Can’t I Just Go to Urgent Care?
Emergency departments and urgent care centers serve an important role in healthcare. Yet, it’s still optimal to also have a primary care provider who understands your health history. For example, if you visit with three different physicians through urgent care, on three separate occasions, it’s more difficult to get the “whole picture” of what might be going on.
Again, trust becomes a central factor in this patient-provider relationship. Dr. Flanigan mentions the pandemic as a good example.
“If people had a chance to have a relationship with a primary care provider, they would have known where to turn to get accurate, valid information upfront from someone they trusted. A lot of angst might have been avoided.”

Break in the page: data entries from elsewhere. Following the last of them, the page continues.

//! Source ingestion pipeline.
//!
//! ```text
//! SourceDescriptor → Fetcher → Normalizer → EventRepository
//!                                  ↓
//!                           PageHashStore (page sources)
//! ```
//!
//! - `source`: what to poll, timeouts, item limits
//! - `fetcher`: raw retrieval (the watcher bounds each fetch by its timeout)
//! - `normalizer`: RSS/Atom, ephemeris and moon phase parsing
//! - `page`: watched page change detection
//! - `watcher`: concurrent cycle runner and schedule

pub mod fetcher;
pub mod normalizer;
pub mod page;
pub mod source;
pub mod watcher;

pub use fetcher::{FetchError, Fetcher, HttpFetcher, RawPayload};
pub use normalizer::{normalize, NormalizeError};
pub use page::PageHashStore;
pub use source::{default_sources, CycleContext, SourceDescriptor, SourceKind};
pub use watcher::{CycleReport, CycleStats, EventWatcher, WatchHandle};
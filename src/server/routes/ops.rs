//! Operator authentication.

use std::net::SocketAddr;
use std::time::Instant;

use axum::extract::{ConnectInfo, State};
use axum::http::HeaderMap;
use axum::Json;
use serde::Serialize;

use crate::server::auth::{client_ip, verify_ops_key, wait_seconds, AttemptError};
use crate::server::error::ApiError;
use crate::server::state::AppState;

#[derive(Debug, Serialize)]
pub struct AuthResponse {
    authorized: bool,
}

/// Verify `x-ops-key` for the calling client, under the rate limiter.
pub fn check_ops_key(
    state: &AppState,
    headers: &HeaderMap,
    peer: Option<SocketAddr>,
) -> Result<(), ApiError> {
    let ip = client_ip(headers, peer);

    state
        .limiter
        .attempt(&ip, Instant::now(), || verify_ops_key(&state.config, headers))
        .map_err(|e| match e {
            AttemptError::Locked(remaining) => {
                tracing::info!(%ip, "ops auth refused while locked out");
                ApiError::RateLimited {
                    wait_seconds: wait_seconds(remaining),
                }
            }
            AttemptError::Rejected(err) => {
                tracing::info!(%ip, error = %err, "ops auth failed");
                err
            }
        })
}

/// `POST /ops/auth`
pub async fn ops_auth(
    State(state): State<AppState>,
    peer: Option<ConnectInfo<SocketAddr>>,
    headers: HeaderMap,
) -> Result<Json<AuthResponse>, ApiError> {
    check_ops_key(&state, &headers, peer.map(|ConnectInfo(addr)| addr))?;
    Ok(Json(AuthResponse { authorized: true }))
}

What Type of Provider Is Right for You?
Frequency of visits really depends on where a person is in their stage of life. For example, newborns need consistent attention throughout the first few months. Young adults might only need an annual appointment. As individuals age, they may have specific conditions that require regular check-ins.
Various types of providers exist, such as medical doctors (MDs), nurse practitioners (NPs), and physician’s assistants (PAs). There are also different specialties that individuals can choose from based on their needs.
For instance, family medicine focuses on care for the entire span of the family unit—from children to adults to elderly. Internists specialize in adult medicine, while pediatricians care for newborns through late adolescence.
Referrals and recommendations are a great way to find a PCP, especially if the recommending person shares your same health goals. However, you should never feel “stuck” with a PCP who isn’t a good fit. It’s crucial to form a solid provider-patient connection.
“No one is going to be upset. As providers, we all know we're not the perfect match for every patient,” notes Dr. Flanigan. “It's the relationship that allows for the best possible desired health outcome. Please, find a primary care provider you can relate with, get that relationship started, and then keep it going for the decades to come.”